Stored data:
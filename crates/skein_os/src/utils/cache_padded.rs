//! Cache-line padding, the same shape as `crossbeam-utils::CachePadded`.

use core::fmt;
use core::ops::{Deref, DerefMut};

// x86_64/aarch64-class cores prefetch pairs of 64-byte lines, so 128 bytes is the
// commonly used padding width on those targets; everything else falls back to a
// single 64-byte line, which is still correct (just leaves a little contention
// headroom on the table) on targets this crate hasn't been tuned for.
#[cfg_attr(
    any(
        target_arch = "x86_64",
        target_arch = "aarch64",
        target_arch = "powerpc64",
    ),
    repr(align(128))
)]
#[cfg_attr(
    not(any(
        target_arch = "x86_64",
        target_arch = "aarch64",
        target_arch = "powerpc64",
    )),
    repr(align(64))
)]
pub struct CachePadded<T> {
    value: T,
}

impl<T> CachePadded<T> {
    /// Wraps `value`, padding it out to a full cache line.
    #[inline(always)]
    pub const fn new(value: T) -> Self {
        Self { value }
    }

    /// Unwraps the padded value.
    #[inline(always)]
    pub fn into_inner(self) -> T {
        self.value
    }
}

impl<T> Deref for CachePadded<T> {
    type Target = T;

    #[inline(always)]
    fn deref(&self) -> &T {
        &self.value
    }
}

impl<T> DerefMut for CachePadded<T> {
    #[inline(always)]
    fn deref_mut(&mut self) -> &mut T {
        &mut self.value
    }
}

impl<T: fmt::Debug> fmt::Debug for CachePadded<T> {
    fn fmt(&self, f: &mut fmt::Formatter<'_>) -> fmt::Result {
        f.debug_struct("CachePadded").field("value", &self.value).finish()
    }
}

impl<T: Default> Default for CachePadded<T> {
    #[inline]
    fn default() -> Self {
        Self::new(T::default())
    }
}

#[cfg(test)]
mod tests {
    use super::CachePadded;
    use core::mem::{align_of, size_of};

    #[test]
    fn pads_out_to_a_line() {
        assert!(size_of::<CachePadded<u8>>() >= 64);
        assert!(align_of::<CachePadded<u8>>() >= 64);
    }

    #[test]
    fn deref_reaches_the_value() {
        let padded = CachePadded::new(42_u32);
        assert_eq!(*padded, 42);
    }
}
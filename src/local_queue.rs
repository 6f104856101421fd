//! Per-worker bounded ring buffer: single producer (the owning worker), multi
//! consumer (stealers).
//!
//! Capacity is a fixed power of two; pushes that don't fully fit top the ring
//! up to capacity and spill the genuine remainder to the global queue rather
//! than growing.
#![expect(unsafe_code, reason = "raw ring buffer slots written behind atomics")]

use alloc::boxed::Box;
use core::cell::UnsafeCell;
use core::mem::MaybeUninit;

use skein_os::sync::atomic::{AtomicU32, Ordering};
use skein_os::{Backoff, CachePadded};

use crate::task::{Batch, Task};

/// Fixed ring capacity. Must be a power of two (wraparound arithmetic below
/// relies on it).
pub(crate) const N: u32 = 256;

/// A single-producer/multi-consumer bounded ring of `*mut Task`.
pub(crate) struct LocalQueue {
    head: CachePadded<AtomicU32>,
    tail: CachePadded<AtomicU32>,
    buffer: Box<[UnsafeCell<MaybeUninit<*mut Task>>]>,
}

// SAFETY: `buffer` cells are written only by the owner (guarded by `tail`) and
// read by the owner or by a stealer that has already claimed the slot via a
// successful CAS on `head` — never concurrently by two parties.
unsafe impl Send for LocalQueue {}
unsafe impl Sync for LocalQueue {}

impl LocalQueue {
    pub(crate) fn new() -> Self {
        LocalQueue {
            head: CachePadded::new(AtomicU32::new(0)),
            tail: CachePadded::new(AtomicU32::new(0)),
            buffer: (0..N).map(|_| UnsafeCell::new(MaybeUninit::uninit())).collect(),
        }
    }

    fn slot(&self, index: u32) -> &UnsafeCell<MaybeUninit<*mut Task>> {
        &self.buffer[(index % N) as usize]
    }

    pub(crate) fn len(&self) -> u32 {
        self.tail.load(Ordering::Relaxed).wrapping_sub(self.head.load(Ordering::Relaxed))
    }

    /// Owner-only: pops the task at `head`, racing stealers via CAS.
    pub(crate) fn pop_local(&self) -> Option<Box<Task>> {
        let backoff = Backoff::new();
        loop {
            let head = self.head.load(Ordering::Relaxed);
            let tail = self.tail.load(Ordering::Relaxed);
            if head == tail {
                return None;
            }
            // SAFETY: `head != tail`, so this slot was published by a prior
            // `push_many_from_batch` and not yet claimed.
            let ptr = unsafe { (*self.slot(head).get()).assume_init() };
            if self
                .head
                .compare_exchange_weak(head, head.wrapping_add(1), Ordering::Relaxed, Ordering::Relaxed)
                .is_ok()
            {
                // SAFETY: `ptr` came from a `Box<Task>` pushed by the owner and
                // this CAS is what gives us exclusive claim to it.
                return Some(unsafe { Box::from_raw(ptr) });
            }
            backoff.spin();
        }
    }

    /// Owner-only: pushes as many of `batch`'s tasks as fit, in order, updating
    /// `tail` with a release store on completion. If `batch` doesn't fully fit,
    /// the ring is topped up to capacity with its front tasks and the rest is
    /// handed back for the caller to push to the global queue.
    pub(crate) fn push_many_from_batch(&self, mut batch: Batch) -> Option<Batch> {
        let head = self.head.load(Ordering::Acquire);
        let mut tail = self.tail.load(Ordering::Relaxed);
        let room = N - tail.wrapping_sub(head);

        if batch.len() as u32 <= room {
            while let Some(task) = batch.pop_front() {
                // SAFETY: `tail` identifies a slot no stealer has claimed yet
                // (room was computed against the current `head`).
                unsafe { (*self.slot(tail).get()).write(task.into_raw().as_ptr()) };
                tail = tail.wrapping_add(1);
            }
            self.tail.store(tail, Ordering::Release);
            return None;
        }

        // Doesn't fully fit: only ever write the `room` slots between the old
        // and new `tail` — never touch a slot that hasn't just been computed as
        // free, since anything below `head` may still be occupied or claimed by
        // a stealer. Whatever's left in `batch` after that is the genuine
        // overflow for the caller to push to the global queue.
        for _ in 0..room {
            let task = batch.pop_front().expect("batch.len() > room, checked above");
            // SAFETY: `tail` identifies a slot no stealer has claimed yet.
            unsafe { (*self.slot(tail).get()).write(task.into_raw().as_ptr()) };
            tail = tail.wrapping_add(1);
        }
        self.tail.store(tail, Ordering::Release);
        Some(batch)
    }

    /// Steals roughly half of `self`'s queued tasks into `dst`, returning the
    /// first stolen task directly (not placed in `dst`). Returns `None` if empty
    /// or if a race with the owner invalidated the attempt (retried internally).
    pub(crate) fn steal_into(&self, dst: &LocalQueue) -> Option<Box<Task>> {
        let backoff = Backoff::new();
        loop {
            let head = self.head.load(Ordering::Relaxed);
            let tail = self.tail.load(Ordering::Acquire);
            let size = tail.wrapping_sub(head);
            if size == 0 {
                return None;
            }
            if size > N {
                // Owner's tail moved since we read `head`; reload from scratch.
                backoff.spin();
                continue;
            }
            let half = size - size / 2;

            let dst_tail = dst.tail.load(Ordering::Relaxed);
            for i in 0..half {
                // SAFETY: relaxed load tolerated here — the subsequent CAS on
                // `self.head` validates that these slots weren't concurrently
                // reused by the owner; other stealers synchronize through the
                // stealer's own tail release below.
                let ptr = unsafe { (*self.slot(head.wrapping_add(i)).get()).assume_init() };
                unsafe { (*dst.slot(dst_tail.wrapping_add(i)).get()).write(ptr) };
            }

            if self
                .head
                .compare_exchange(head, head.wrapping_add(half), Ordering::Acquire, Ordering::Relaxed)
                .is_err()
            {
                backoff.spin();
                continue;
            }

            // We took `half` tasks but return the first directly; only `half - 1`
            // land in `dst`.
            dst.tail.store(dst_tail.wrapping_add(half - 1), Ordering::Release);
            // SAFETY: just claimed by the successful CAS above.
            let first = unsafe { (*self.slot(head).get()).assume_init() };
            return Some(unsafe { Box::from_raw(first) });
        }
    }
}

impl Drop for LocalQueue {
    fn drop(&mut self) {
        let head = self.head.load(Ordering::Relaxed);
        let tail = self.tail.load(Ordering::Relaxed);
        let mut i = head;
        while i != tail {
            // SAFETY: everything between `head` and `tail` is an initialized,
            // still-owned task pointer; no other thread can observe this queue
            // once the worker owning it has exited.
            let ptr = unsafe { (*self.slot(i).get()).assume_init() };
            drop(unsafe { Box::from_raw(ptr) });
            i = i.wrapping_add(1);
        }
    }
}

impl core::fmt::Debug for LocalQueue {
    fn fmt(&self, f: &mut core::fmt::Formatter<'_>) -> core::fmt::Result {
        f.debug_struct("LocalQueue")
            .field("head", &self.head.load(Ordering::Relaxed))
            .field("tail", &self.tail.load(Ordering::Relaxed))
            .finish()
    }
}

#[cfg(test)]
mod tests {
    use super::*;
    use crate::task::new_task;

    fn dummy_batch(n: usize) -> Batch {
        let mut batch = Batch::new();
        for _ in 0..n {
            let (b, handle) = new_task(async {}, |_| {});
            handle.detach();
            batch.push_back_many(b);
        }
        batch
    }

    #[test]
    fn push_then_pop_preserves_order_and_count() {
        let q = LocalQueue::new();
        assert!(q.push_many_from_batch(dummy_batch(10)).is_none());
        assert_eq!(q.len(), 10);
        let mut popped = 0;
        while q.pop_local().is_some() {
            popped += 1;
        }
        assert_eq!(popped, 10);
    }

    #[test]
    fn overflow_fills_the_ring_to_capacity_before_spilling_the_remainder() {
        let q = LocalQueue::new();
        let overflow = q.push_many_from_batch(dummy_batch((N + 1) as usize));
        assert_eq!(q.len(), N, "the ring must end up completely full, not half-drained");
        let mut overflow = overflow.expect("one task over capacity must overflow");
        assert_eq!(overflow.len(), 1);
        assert!(overflow.pop_front().is_some());
    }

    #[test]
    fn overflow_from_an_already_nonempty_ring_never_reads_unwritten_slots() {
        let q = LocalQueue::new();
        assert!(q.push_many_from_batch(dummy_batch(10)).is_none());
        let overflow = q.push_many_from_batch(dummy_batch((N - 10 + 5) as usize));
        assert_eq!(q.len(), N);
        let overflow = overflow.expect("5 tasks over capacity must overflow");
        assert_eq!(overflow.len(), 5);
    }

    #[test]
    fn steal_takes_roughly_half() {
        let victim = LocalQueue::new();
        victim.push_many_from_batch(dummy_batch(10));
        let thief = LocalQueue::new();
        let first = victim.steal_into(&thief);
        assert!(first.is_some());
        // 5 stolen total: 1 returned directly + 4 placed in `thief`.
        assert_eq!(thief.len(), 4);
        assert_eq!(victim.len(), 5);
    }
}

What to do ▸
Take each line above that holds the string "global" and copy it.

Expected output ▸
//! up to capacity and spill the genuine remainder to the global queue rather
    /// handed back for the caller to push to the global queue.
        // overflow for the caller to push to the global queue.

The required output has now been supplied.